From the data that follows, copy every line holding the string "BodyDesc".

>>

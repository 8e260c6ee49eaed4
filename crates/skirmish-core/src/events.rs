//! Events emitted by the simulation for hosts, audio and UI feedback.

use glam::Vec2;
use serde::{Deserialize, Serialize};

use crate::enums::*;

/// Something that happened during a tick. Drained into each snapshot.
#[derive(Debug, Clone, PartialEq, Serialize, Deserialize)]
#[serde(tag = "type")]
pub enum SimEvent {
    PhaseChanged { phase: GamePhase },
    HostileSpawned { id: u64, position: Vec2, wave: u32 },
    /// Damage landed on a combatant.
    CombatantHit {
        id: u64,
        faction: Faction,
        amount: i32,
        direction: Vec2,
        remaining: i32,
    },
    HostileDied { id: u64, position: Vec2, wave: Option<u32> },
    PlayerDied { position: Vec2 },
    ProjectileFired { faction: Faction, position: Vec2 },
    WaveDispatched { wave: u32, hostiles: u32 },
    DoorsOpened { wave: u32, obstacle_registered: bool },
    AllWavesComplete,
    DialogLine { cutscene: CutsceneKind, line: usize },
    DialogComplete { cutscene: CutsceneKind },
    CutsceneFinished { cutscene: CutsceneKind },
    MissionComplete,
}
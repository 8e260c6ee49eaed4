//! Physics seam.
//!
//! The simulation needs only a narrow slice of a rigid-body engine: body
//! creation and teardown, transforms, and a first-hit ray cast. `PhysicsWorld`
//! is that slice. `ArenaPhysics` is the bundled kinematic implementation:
//! a generational slot arena whose transforms are written by game logic.

use glam::Vec2;

use skirmish_core::error::{PhysicsError, PhysicsResult};
use skirmish_core::types::{BodyHandle, Rect};

/// Collision shape of a body, centred on its position.
#[derive(Debug, Clone, Copy, PartialEq)]
pub enum BodyShape {
    Circle { radius: f32 },
    Box { half_extents: Vec2 },
}

/// Everything needed to create a body.
#[derive(Debug, Clone, Copy)]
pub struct BodyDesc {
    pub position: Vec2,
    pub shape: BodyShape,
    /// Non-solid bodies are ignored by ray casts.
    pub solid: bool,
    /// Whether the body occludes line of sight when solid.
    pub blocks_sight: bool,
}

/// First blocking hit of a ray cast.
#[derive(Debug, Clone, Copy, PartialEq)]
pub struct RayHit {
    pub handle: BodyHandle,
    pub point: Vec2,
    /// Fraction along the ray, in `[0, 1]`.
    pub fraction: f32,
}

/// Rigid-body world the simulation drives.
pub trait PhysicsWorld: Send {
    fn create_body(&mut self, desc: BodyDesc) -> BodyHandle;
    fn destroy_body(&mut self, handle: BodyHandle) -> PhysicsResult<()>;
    fn position(&self, handle: BodyHandle) -> Option<Vec2>;
    fn set_transform(&mut self, handle: BodyHandle, position: Vec2);
    fn set_solid(&mut self, handle: BodyHandle, solid: bool);
    /// True if `point` lies inside the body's shape.
    fn contains_point(&self, handle: BodyHandle, point: Vec2) -> bool;
    /// First solid, sight-blocking body hit between `from` and `to`.
    fn ray_cast(&self, from: Vec2, to: Vec2) -> Option<RayHit>;
    fn step(&mut self, dt: f32);
    fn body_count(&self) -> usize;
    /// Destroy every body.
    fn reset(&mut self);
}

#[derive(Debug, Clone)]
struct Body {
    position: Vec2,
    shape: BodyShape,
    solid: bool,
    blocks_sight: bool,
}

#[derive(Debug, Clone, Default)]
struct Slot {
    generation: u32,
    body: Option<Body>,
}

/// Kinematic arena. Handles are invalidated by bumping the slot generation.
#[derive(Debug, Default)]
pub struct ArenaPhysics {
    slots: Vec<Slot>,
    free: Vec<u32>,
    live: usize,
    elapsed_secs: f64,
}

impl ArenaPhysics {
    pub fn new() -> Self {
        Self::default()
    }

    /// Total simulated time stepped through this world.
    pub fn elapsed_secs(&self) -> f64 {
        self.elapsed_secs
    }

    fn body(&self, handle: BodyHandle) -> Option<&Body> {
        let slot = self.slots.get(handle.index as usize)?;
        if slot.generation != handle.generation {
            return None;
        }
        slot.body.as_ref()
    }

    fn body_mut(&mut self, handle: BodyHandle) -> Option<&mut Body> {
        let slot = self.slots.get_mut(handle.index as usize)?;
        if slot.generation != handle.generation {
            return None;
        }
        slot.body.as_mut()
    }
}

fn ray_vs_circle(from: Vec2, to: Vec2, center: Vec2, radius: f32) -> Option<f32> {
    let d = to - from;
    let f = from - center;
    if f.length_squared() <= radius * radius {
        return Some(0.0);
    }
    let a = d.length_squared();
    if a < f32::EPSILON {
        return None;
    }
    let b = 2.0 * f.dot(d);
    let c = f.length_squared() - radius * radius;
    let disc = b * b - 4.0 * a * c;
    if disc < 0.0 {
        return None;
    }
    let t = (-b - disc.sqrt()) / (2.0 * a);
    (0.0..=1.0).contains(&t).then_some(t)
}

fn ray_vs_shape(from: Vec2, to: Vec2, body: &Body) -> Option<f32> {
    match body.shape {
        BodyShape::Circle { radius } => ray_vs_circle(from, to, body.position, radius),
        BodyShape::Box { half_extents } => {
            Rect::from_center(body.position, half_extents * 2.0).segment_entry(from, to)
        }
    }
}

impl PhysicsWorld for ArenaPhysics {
    fn create_body(&mut self, desc: BodyDesc) -> BodyHandle {
        let body = Body {
            position: desc.position,
            shape: desc.shape,
            solid: desc.solid,
            blocks_sight: desc.blocks_sight,
        };
        self.live += 1;
        if let Some(index) = self.free.pop() {
            let slot = &mut self.slots[index as usize];
            slot.body = Some(body);
            return BodyHandle {
                index,
                generation: slot.generation,
            };
        }
        let index = self.slots.len() as u32;
        self.slots.push(Slot {
            generation: 0,
            body: Some(body),
        });
        BodyHandle {
            index,
            generation: 0,
        }
    }

    fn destroy_body(&mut self, handle: BodyHandle) -> PhysicsResult<()> {
        let slot = self
            .slots
            .get_mut(handle.index as usize)
            .ok_or(PhysicsError::BodyNotFound(handle))?;
        if slot.generation != handle.generation || slot.body.is_none() {
            return Err(PhysicsError::StaleHandle(handle));
        }
        slot.body = None;
        slot.generation = slot.generation.wrapping_add(1);
        self.free.push(handle.index);
        self.live -= 1;
        Ok(())
    }

    fn position(&self, handle: BodyHandle) -> Option<Vec2> {
        self.body(handle).map(|b| b.position)
    }

    fn set_transform(&mut self, handle: BodyHandle, position: Vec2) {
        if let Some(body) = self.body_mut(handle) {
            body.position = position;
        }
    }

    fn set_solid(&mut self, handle: BodyHandle, solid: bool) {
        if let Some(body) = self.body_mut(handle) {
            body.solid = solid;
        }
    }

    fn contains_point(&self, handle: BodyHandle, point: Vec2) -> bool {
        match self.body(handle) {
            Some(body) => match body.shape {
                BodyShape::Circle { radius } => body.position.distance(point) <= radius,
                BodyShape::Box { half_extents } => {
                    Rect::from_center(body.position, half_extents * 2.0).contains_point(point)
                }
            },
            None => false,
        }
    }

    fn ray_cast(&self, from: Vec2, to: Vec2) -> Option<RayHit> {
        let mut best: Option<RayHit> = None;
        for (index, slot) in self.slots.iter().enumerate() {
            let Some(body) = &slot.body else { continue };
            if !body.solid || !body.blocks_sight {
                continue;
            }
            if let Some(fraction) = ray_vs_shape(from, to, body) {
                if best.map_or(true, |b| fraction < b.fraction) {
                    best = Some(RayHit {
                        handle: BodyHandle {
                            index: index as u32,
                            generation: slot.generation,
                        },
                        point: from + (to - from) * fraction,
                        fraction,
                    });
                }
            }
        }
        best
    }

    fn step(&mut self, dt: f32) {
        self.elapsed_secs += dt as f64;
    }

    fn body_count(&self) -> usize {
        self.live
    }

    fn reset(&mut self) {
        for (index, slot) in self.slots.iter_mut().enumerate() {
            if slot.body.take().is_some() {
                slot.generation = slot.generation.wrapping_add(1);
                self.free.push(index as u32);
            }
        }
        self.live = 0;
    }
}
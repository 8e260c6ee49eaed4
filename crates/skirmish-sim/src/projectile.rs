//! Projectile pool.
//!
//! Slots are allocated lazily and never released for the rest of the
//! session. Freed slots go on a free list and are handed out again by
//! `spawn`. Per-tick movement and hit resolution live in
//! `systems::projectiles`.

use glam::Vec2;
use hecs::Entity;
use log::debug;

use skirmish_core::constants::PROJECTILE_SIZE;
use skirmish_core::enums::Faction;
use skirmish_core::types::Rect;

/// Index of a pool slot.
pub type ProjectileId = usize;

#[derive(Debug, Clone, PartialEq)]
pub struct Projectile {
    pub position: Vec2,
    pub velocity: Vec2,
    pub damage: i32,
    /// Combatant that fired it. Never damaged by its own projectile.
    pub owner: Option<Entity>,
    pub faction: Faction,
    pub active: bool,
    /// Seconds since spawn.
    pub age_secs: f32,
}

impl Projectile {
    fn inactive() -> Self {
        Self {
            position: Vec2::ZERO,
            velocity: Vec2::ZERO,
            damage: 0,
            owner: None,
            faction: Faction::Player,
            active: false,
            age_secs: 0.0,
        }
    }

    /// Axis-aligned bounds, anchored at the position corner.
    pub fn bounds(&self) -> Rect {
        Rect::new(
            self.position.x,
            self.position.y,
            PROJECTILE_SIZE,
            PROJECTILE_SIZE,
        )
    }
}

#[derive(Debug, Default)]
pub struct ProjectilePool {
    slots: Vec<Projectile>,
    free: Vec<ProjectileId>,
    /// Active slots in spawn order.
    active: Vec<ProjectileId>,
}

impl ProjectilePool {
    pub fn new() -> Self {
        Self::default()
    }

    /// Activate a projectile, reusing a freed slot when one exists.
    pub fn spawn(
        &mut self,
        origin: Vec2,
        velocity: Vec2,
        damage: i32,
        owner: Entity,
        faction: Faction,
    ) -> ProjectileId {
        let id = match self.free.pop() {
            Some(id) => id,
            None => {
                self.slots.push(Projectile::inactive());
                debug!("Projectile pool grew to {}", self.slots.len());
                self.slots.len() - 1
            }
        };
        self.slots[id] = Projectile {
            position: origin,
            velocity,
            damage,
            owner: Some(owner),
            faction,
            active: true,
            age_secs: 0.0,
        };
        self.active.push(id);
        id
    }

    /// Return a projectile to the pool. No-op (returns false) if the slot is
    /// unknown or already inactive.
    pub fn free(&mut self, id: ProjectileId) -> bool {
        let Some(slot) = self.slots.get_mut(id) else {
            return false;
        };
        if !slot.active {
            return false;
        }
        *slot = Projectile::inactive();
        self.active.retain(|&a| a != id);
        self.free.push(id);
        true
    }

    pub fn get(&self, id: ProjectileId) -> Option<&Projectile> {
        self.slots.get(id)
    }

    pub(crate) fn get_mut(&mut self, id: ProjectileId) -> Option<&mut Projectile> {
        self.slots.get_mut(id)
    }

    /// Stable copy of the active ids, safe to iterate while freeing.
    pub fn active_ids(&self) -> Vec<ProjectileId> {
        self.active.clone()
    }

    pub fn iter_active(&self) -> impl Iterator<Item = &Projectile> {
        self.active.iter().map(|&id| &self.slots[id])
    }

    pub fn active_count(&self) -> usize {
        self.active.len()
    }

    /// Slots allocated so far, active or not.
    pub fn capacity(&self) -> usize {
        self.slots.len()
    }

    /// Free every projectile. Capacity is kept.
    pub fn reset(&mut self) {
        for id in std::mem::take(&mut self.active) {
            self.slots[id] = Projectile::inactive();
            self.free.push(id);
        }
        // Lowest slot first on the next spawn.
        self.free.sort_unstable_by(|a, b| b.cmp(a));
    }
}

#[cfg(test)]
mod tests {
    use super::*;

    fn owner() -> Entity {
        let mut world = hecs::World::new();
        world.spawn(())
    }

    #[test]
    fn test_spawn_reuses_freed_slot() {
        let mut pool = ProjectilePool::new();
        let o = owner();
        let a = pool.spawn(Vec2::ZERO, Vec2::X, 1, o, Faction::Player);
        let b = pool.spawn(Vec2::ZERO, Vec2::X, 1, o, Faction::Player);
        assert_eq!(pool.capacity(), 2);
        assert!(pool.free(a));
        assert_eq!(pool.active_count(), 1);
        let c = pool.spawn(Vec2::ONE, Vec2::Y, 2, o, Faction::Hostile);
        assert_eq!(c, a, "Freed slot should be reused");
        assert_eq!(pool.capacity(), 2);
        assert_eq!(pool.active_ids(), vec![b, c]);
    }

    #[test]
    fn test_free_resets_slot_and_is_idempotent() {
        let mut pool = ProjectilePool::new();
        let id = pool.spawn(Vec2::new(5.0, 5.0), Vec2::X, 3, owner(), Faction::Hostile);
        assert!(pool.free(id));
        let slot = pool.get(id).unwrap();
        assert!(!slot.active);
        assert_eq!(slot.position, Vec2::ZERO);
        assert_eq!(slot.velocity, Vec2::ZERO);
        assert_eq!(slot.owner, None);
        assert!(!pool.free(id), "Second free is a no-op");
        assert!(!pool.free(99));
        assert_eq!(pool.active_count(), 0);
    }

    #[test]
    fn test_reset_keeps_capacity() {
        let mut pool = ProjectilePool::new();
        let o = owner();
        for _ in 0..5 {
            pool.spawn(Vec2::ZERO, Vec2::X, 1, o, Faction::Player);
        }
        pool.reset();
        assert_eq!(pool.active_count(), 0);
        assert_eq!(pool.capacity(), 5);
        pool.reset();
        assert_eq!(pool.capacity(), 5);
        assert_eq!(pool.spawn(Vec2::ZERO, Vec2::X, 1, o, Faction::Player), 0);
    }
}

<<

*Output of the exercise*.
pub struct BodyDesc {
    fn create_body(&mut self, desc: BodyDesc) -> BodyHandle;
    fn create_body(&mut self, desc: BodyDesc) -> BodyHandle {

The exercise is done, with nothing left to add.